- Given data
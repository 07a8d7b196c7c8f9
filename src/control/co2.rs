//! CO2 loop: timed dual-solenoid injection with a cooldown.
//!
//! ```text
//!  Idle ──(ppm < sp, cooldown ready)──▶ Primary ──pulse──▶ Pause ──pause──▶ Secondary ──pulse──▶ Idle
//! ```
//!
//! Each transition is a deadline checked by [`Co2Loop::poll`]; nothing
//! here sleeps, so a stop or disable can abort the sequence between any
//! two steps.

use log::info;

use super::cooldown::CooldownTimer;
use super::{ActuatorCommand, Commands, push_command};
use crate::app::ports::Actuator;
use crate::config::SystemConfig;

#[derive(Debug, Clone, Copy, PartialEq, Eq)]
pub enum InjectionPhase {
    Idle,
    /// Primary solenoid open until `off_at`.
    Primary { off_at: u64 },
    /// Both closed until `until`.
    Pause { until: u64 },
    /// Secondary solenoid open until `off_at`.
    Secondary { off_at: u64 },
}

pub struct Co2Loop {
    raw_scale: f32,
    pulse_ms: u64,
    pause_ms: u64,
    cooldown: CooldownTimer,
    phase: InjectionPhase,
}

impl Co2Loop {
    pub fn from_config(config: &SystemConfig) -> Self {
        Self {
            raw_scale: config.co2_raw_scale,
            pulse_ms: u64::from(config.co2_pulse_ms),
            pause_ms: u64::from(config.co2_pause_ms),
            cooldown: CooldownTimer::new(u64::from(config.co2_cooldown_ms)),
            phase: InjectionPhase::Idle,
        }
    }

    pub fn to_ppm(&self, raw: f32) -> f32 {
        raw * self.raw_scale
    }

    pub fn phase(&self) -> InjectionPhase {
        self.phase
    }

    pub fn cooldown(&self) -> &CooldownTimer {
        &self.cooldown
    }

    pub fn in_sequence(&self) -> bool {
        self.phase != InjectionPhase::Idle
    }

    pub fn next_deadline(&self) -> Option<u64> {
        match self.phase {
            InjectionPhase::Idle => None,
            InjectionPhase::Primary { off_at } | InjectionPhase::Secondary { off_at } => {
                Some(off_at)
            }
            InjectionPhase::Pause { until } => Some(until),
        }
    }

    pub(super) fn decide(
        &mut self,
        setpoint: f32,
        reading_ppm: Option<f32>,
        now_ms: u64,
        out: &mut Commands,
    ) {
        self.poll(now_ms, out);
        let Some(ppm) = reading_ppm else {
            return;
        };
        if self.phase != InjectionPhase::Idle || ppm >= setpoint || !self.cooldown.ready(now_ms) {
            return;
        }
        info!("CO2 {ppm:.0} ppm below {setpoint:.0}, starting injection");
        self.cooldown.mark(now_ms);
        self.phase = InjectionPhase::Primary {
            off_at: now_ms + self.pulse_ms,
        };
        push_command(out, ActuatorCommand::on(Actuator::Co2Primary));
    }

    /// Advance through every phase whose deadline has passed.
    pub(super) fn poll(&mut self, now_ms: u64, out: &mut Commands) {
        loop {
            match self.phase {
                InjectionPhase::Primary { off_at } if now_ms >= off_at => {
                    push_command(out, ActuatorCommand::off(Actuator::Co2Primary));
                    self.phase = InjectionPhase::Pause {
                        until: off_at + self.pause_ms,
                    };
                }
                InjectionPhase::Pause { until } if now_ms >= until => {
                    push_command(out, ActuatorCommand::on(Actuator::Co2Secondary));
                    self.phase = InjectionPhase::Secondary {
                        off_at: now_ms + self.pulse_ms,
                    };
                }
                InjectionPhase::Secondary { off_at } if now_ms >= off_at => {
                    push_command(out, ActuatorCommand::off(Actuator::Co2Secondary));
                    self.phase = InjectionPhase::Idle;
                }
                _ => break,
            }
        }
    }

    pub(super) fn halt(&mut self, out: &mut Commands) {
        if self.phase != InjectionPhase::Idle {
            info!("CO2 injection aborted");
        }
        self.phase = InjectionPhase::Idle;
        push_command(out, ActuatorCommand::off(Actuator::Co2Primary));
        push_command(out, ActuatorCommand::off(Actuator::Co2Secondary));
    }
}
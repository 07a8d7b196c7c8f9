//! Actuator fault supervisor.
//!
//! Tracks which relays have failed a write.  A faulted actuator isolates
//! only the loop that owns it; every other loop keeps running.
//!
//! ## Fault lifecycle
//!
//! 1. A relay write returns an error.
//! 2. The manager latches the actuator's bit here and makes a
//!    best-effort attempt to drive it off.
//! 3. While any actuator of a loop is latched, that loop is skipped by
//!    the control tick.
//! 4. Re-enabling the loop (disable → enable) clears its bits so the
//!    operator can retry after fixing the wiring.

use log::{error, info};

use crate::app::ports::Actuator;
use crate::control::Parameter;

/// Latched per-actuator fault bitmask.
#[derive(Debug, Default)]
pub struct SafetySupervisor {
    faults: u8,
}

impl SafetySupervisor {
    pub fn new() -> Self {
        Self { faults: 0 }
    }

    /// Set or clear an actuator's fault bit.
    pub fn eval_fault(&mut self, actuator: Actuator, condition: bool) {
        if condition {
            if self.faults & actuator.mask() == 0 {
                error!("ACTUATOR FAULT SET: {actuator}");
            }
            self.faults |= actuator.mask();
        } else {
            if self.faults & actuator.mask() != 0 {
                info!("ACTUATOR FAULT CLEARED: {actuator}");
            }
            self.faults &= !actuator.mask();
        }
    }

    /// Clear every fault owned by `parameter`'s loop.
    pub fn clear_loop(&mut self, parameter: Parameter) {
        for a in parameter.actuators() {
            self.eval_fault(*a, false);
        }
    }

    /// Current fault bitmask (bit = [`Actuator::mask`]).
    pub fn faults(&self) -> u8 {
        self.faults
    }

    pub fn has_faults(&self) -> bool {
        self.faults != 0
    }

    pub fn has_fault(&self, actuator: Actuator) -> bool {
        self.faults & actuator.mask() != 0
    }

    /// True if any actuator owned by `parameter` is latched.
    pub fn loop_faulted(&self, parameter: Parameter) -> bool {
        parameter.actuators().iter().any(|a| self.has_fault(*a))
    }
}
//! Application core: pure domain logic, zero I/O.
//!
//! This module contains the business rules of the incubator: the
//! control manager, the inbound command vocabulary, outbound events and
//! telemetry snapshots.  All interaction with hardware happens through
//! **port traits** defined in [`ports`], keeping this layer fully
//! testable without real peripherals.

pub mod commands;
pub mod events;
pub mod ports;
pub mod service;
pub mod telemetry;
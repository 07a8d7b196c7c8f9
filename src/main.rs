//! Incubator controller host entry point.
//!
//! Runs the control engine against the simulated chamber, with an
//! operator console on stdin.
//!
//! ```text
//! ┌────────────────────────────────────────────────────────────────┐
//! │                      Adapters (outer ring)                     │
//! │                                                                │
//! │  SimulatedSensors  RelayBank<SimPin>  LogEventSink             │
//! │  (SensorPort)      (ActuatorPort)     (EventSink)              │
//! │  JsonFileSettings  Console (stdin)                             │
//! │  (SettingsPort)    (ControlLink)                               │
//! │                                                                │
//! │  ──────────────── Port Trait Boundary ───────────────────      │
//! │                                                                │
//! │  ┌────────────────────────────────────────────────────────┐    │
//! │  │            ControlManager (pure logic)                 │    │
//! │  │  5 loops · safety · run state                          │    │
//! │  └────────────────────────────────────────────────────────┘    │
//! │                                                                │
//! │  ControlTask: Scheduler · deadlines · LocalExecutor            │
//! └────────────────────────────────────────────────────────────────┘
//! ```
#![deny(unused_must_use)]

use std::io::BufRead;
use std::sync::Arc;

use anyhow::{Context, Result, anyhow};
use log::{info, warn};

use incubator::adapters::console::{self, ConsoleError, ConsoleRequest};
use incubator::adapters::log_sink::LogEventSink;
use incubator::adapters::settings_file::JsonFileSettings;
use incubator::adapters::simulated::simulated_chamber;
use incubator::app::service::ControlManager;
use incubator::config::SystemConfig;
use incubator::runtime::{self, ControlLink, ControlTask};

const DEFAULT_SETTINGS_PATH: &str = "incubator-settings.json";

fn load_config(path: Option<String>) -> Result<SystemConfig> {
    let Some(path) = path else {
        info!("no config file given, using defaults");
        return Ok(SystemConfig::default());
    };
    let text = std::fs::read_to_string(&path).with_context(|| format!("reading {path}"))?;
    let config: SystemConfig =
        serde_json::from_str(&text).with_context(|| format!("parsing {path}"))?;
    info!("config loaded from {path}");
    Ok(config)
}

/// Read console lines on a dedicated thread until `quit` or EOF.
fn spawn_console(link: Arc<ControlLink>) -> std::io::Result<std::thread::JoinHandle<()>> {
    std::thread::Builder::new()
        .name("console".into())
        .spawn(move || {
            for line in std::io::stdin().lock().lines() {
                let line = match line {
                    Ok(l) => l,
                    Err(e) => {
                        warn!("console read failed: {e}");
                        break;
                    }
                };
                match console::parse_line(&line) {
                    Ok(request) => {
                        let quit = matches!(request, ConsoleRequest::Quit);
                        println!("{}", console::execute(request, &link));
                        if quit {
                            return;
                        }
                    }
                    Err(ConsoleError::Empty) => {}
                    Err(e) => println!("error: {e}"),
                }
            }
            // EOF behaves like quit.
            link.request_shutdown();
        })
}

fn main() -> Result<()> {
    // ── 1. Logging ────────────────────────────────────────────
    env_logger::Builder::from_env(env_logger::Env::default().default_filter_or("info")).init();

    info!("╔══════════════════════════════════════╗");
    info!("║  Incubator controller v{:<13} ║", env!("CARGO_PKG_VERSION"));
    info!("╚══════════════════════════════════════╝");

    // ── 2. Configuration ──────────────────────────────────────
    let config = load_config(std::env::args().nth(1))?;
    config
        .validate()
        .map_err(|e| anyhow!("invalid configuration: {e}"))?;

    // ── 3. Hardware (simulated chamber) ───────────────────────
    let (sensors, relays) = simulated_chamber(config.co2_raw_scale);

    // ── 4. Control task ───────────────────────────────────────
    let settings_path =
        std::env::var("INCUBATOR_SETTINGS").unwrap_or_else(|_| DEFAULT_SETTINGS_PATH.to_owned());
    let link = Arc::new(ControlLink::new());
    let manager = ControlManager::new(&config, sensors, relays);
    let task = ControlTask::new(
        &config,
        manager,
        JsonFileSettings::new(settings_path),
        LogEventSink::new(),
        Arc::clone(&link),
    );

    // ── 5. Operator console ───────────────────────────────────
    spawn_console(Arc::clone(&link)).context("spawning console thread")?;
    info!("console ready: run | stop | status | quit | JSON requests");

    // ── 6. Run until shutdown ─────────────────────────────────
    let manager = runtime::run_blocking(task);
    info!("shutdown complete after {} control ticks", manager.tick_count());
    if manager.has_faults() {
        warn!("relay faults still latched at shutdown: 0b{:06b}", manager.fault_flags());
    }
    Ok(())
}
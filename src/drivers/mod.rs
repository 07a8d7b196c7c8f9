//! Relay output drivers.

pub mod relay;
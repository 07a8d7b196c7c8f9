//! Integration tests: ControlTask driven through a ControlLink.
//!
//! The task runs on its own thread against mock relays and real
//! wall-clock time; the test thread plays the console.

use std::path::PathBuf;
use std::sync::Arc;
use std::thread;
use std::time::{Duration, Instant};

use incubator::adapters::settings_file::{JsonFileSettings, MemorySettings};
use incubator::app::commands::SetpointUpdate;
use incubator::app::ports::{Actuator, Quantity, SettingsPort};
use incubator::app::service::ControlManager;
use incubator::app::telemetry::TelemetrySnapshot;
use incubator::config::{ControlSettings, SystemConfig};
use incubator::control::Parameter;
use incubator::runtime::{self, ControlLink, ControlTask};

use crate::mock_hw::{LogSink, MockRelays, MockSensors};

fn fast_config() -> SystemConfig {
    SystemConfig {
        control_interval_ms: 20,
        telemetry_log_interval_ms: 200,
        settings_save_debounce_ms: 50,
        ..SystemConfig::default()
    }
}

fn settings_path(name: &str) -> PathBuf {
    let path = std::env::temp_dir().join(format!("incubator-{name}-{}.json", std::process::id()));
    let _ = std::fs::remove_file(&path);
    path
}

/// Poll published telemetry until `pred` holds or 3 s pass.
fn wait_for(link: &ControlLink, pred: impl Fn(&TelemetrySnapshot) -> bool) -> bool {
    let deadline = Instant::now() + Duration::from_secs(3);
    while Instant::now() < deadline {
        if link.telemetry().is_some_and(|s| pred(&s)) {
            return true;
        }
        thread::sleep(Duration::from_millis(5));
    }
    false
}

#[test]
fn task_runs_commands_and_shuts_down_cleanly() {
    let config = fast_config();
    let path = settings_path("task");
    let mut sensors = MockSensors::nominal();
    sensors.set(Quantity::Co2Raw, 40.0);

    let link = Arc::new(ControlLink::new());
    let task = ControlTask::new(
        &config,
        ControlManager::new(&config, sensors, MockRelays::new()),
        JsonFileSettings::new(&path),
        LogSink::new(),
        Arc::clone(&link),
    );
    let handle = thread::spawn(move || runtime::run_blocking(task));

    assert!(wait_for(&link, |s| !s.running), "first snapshot published");

    link.set_running(true);
    assert!(wait_for(&link, |s| s.running && s.actuator_on(Actuator::AirPump)));
    // 400 ppm against a 1000 ppm setpoint.
    assert!(wait_for(&link, |s| {
        s.loop_state(Parameter::Co2).cooldown_until_ms.is_some()
    }));

    link.set_enabled("humidity", false).unwrap();
    let update: SetpointUpdate = serde_json::from_str(r#"{"o2": 4.5}"#).unwrap();
    assert_eq!(link.put_setpoints(&update).o2, Some(Ok(4.5)));
    assert!(wait_for(&link, |s| {
        !s.loop_state(Parameter::Humidity).enabled
            && s.loop_state(Parameter::O2).setpoint == Some(4.5)
    }));

    link.request_shutdown();
    let manager = handle.join().expect("control thread panicked");

    assert!(!manager.is_running());
    for a in Actuator::ALL {
        assert!(!manager.actuator_on(a), "{a} left on");
        assert!(!manager.actuator_port().is_on(a), "{a} last write was ON");
    }
    let co2_writes = manager.actuator_port().writes_to(Actuator::Co2Primary, 0);
    assert!(co2_writes.contains(&true));

    let saved = JsonFileSettings::new(&path).load().expect("settings saved");
    assert!(!saved.humidity_enabled);
    assert_eq!(saved.o2_setpoint, 4.5);
    let _ = std::fs::remove_file(&path);
}

#[test]
fn stop_lands_during_injection_pause() {
    let config = SystemConfig {
        co2_pause_ms: 2000,
        ..fast_config()
    };
    let mut sensors = MockSensors::nominal();
    sensors.set(Quantity::Co2Raw, 40.0);

    let link = Arc::new(ControlLink::new());
    let task = ControlTask::new(
        &config,
        ControlManager::new(&config, sensors, MockRelays::new()),
        MemorySettings::new(),
        LogSink::new(),
        Arc::clone(&link),
    );
    let handle = thread::spawn(move || runtime::run_blocking(task));

    link.set_running(true);
    assert!(wait_for(&link, |s| s.running
        && s.loop_state(Parameter::Co2).cooldown_until_ms.is_some()
        && !s.vent_active()));
    link.set_running(false);
    assert!(wait_for(&link, |s| !s.running));

    // Give the abandoned pause time to expire.
    thread::sleep(Duration::from_millis(2300));
    link.request_shutdown();
    let manager = handle.join().expect("control thread panicked");

    let secondary = manager.actuator_port().writes_to(Actuator::Co2Secondary, 0);
    assert!(!secondary.contains(&true), "secondary pulse fired after stop");
}

#[test]
fn stored_settings_are_restored_at_boot() {
    let config = SystemConfig::default();
    let store = MemorySettings::new();
    store
        .save(&ControlSettings {
            co2_setpoint: 5000.0,
            humidity_enabled: false,
            ..ControlSettings::default()
        })
        .unwrap();

    let task = ControlTask::new(
        &config,
        ControlManager::new(&config, MockSensors::nominal(), MockRelays::new()),
        store,
        LogSink::new(),
        Arc::new(ControlLink::new()),
    );
    let m = task.manager();
    assert_eq!(m.control_loop(Parameter::Co2).setpoint(), 5000.0);
    assert!(!m.control_loop(Parameter::Humidity).enabled());
    assert!(!m.is_running(), "run state is never restored");
    assert!(!m.is_settings_dirty());
}
fn enabled_of(settings: &ControlSettings, parameter: Parameter) -> bool {
    match parameter {
        Parameter::Temperature => settings.temperature_enabled,
        Parameter::Humidity => settings.humidity_enabled,
        Parameter::Co2 => settings.co2_enabled,
        Parameter::O2 => settings.o2_enabled,
        Parameter::AirPump => settings.air_pump_enabled,
    }
}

- Work item
From the records above, extract exactly and only the lines that begin at the line with "Control task ───────────────────────────────────────" and stop after the line with "let manager = ControlManager::new(&config, sensors, relays);".

- Response for this exercise
    // ── 4. Control task ───────────────────────────────────────
    let settings_path =
        std::env::var("INCUBATOR_SETTINGS").unwrap_or_else(|_| DEFAULT_SETTINGS_PATH.to_owned());
    let link = Arc::new(ControlLink::new());
    let manager = ControlManager::new(&config, sensors, relays);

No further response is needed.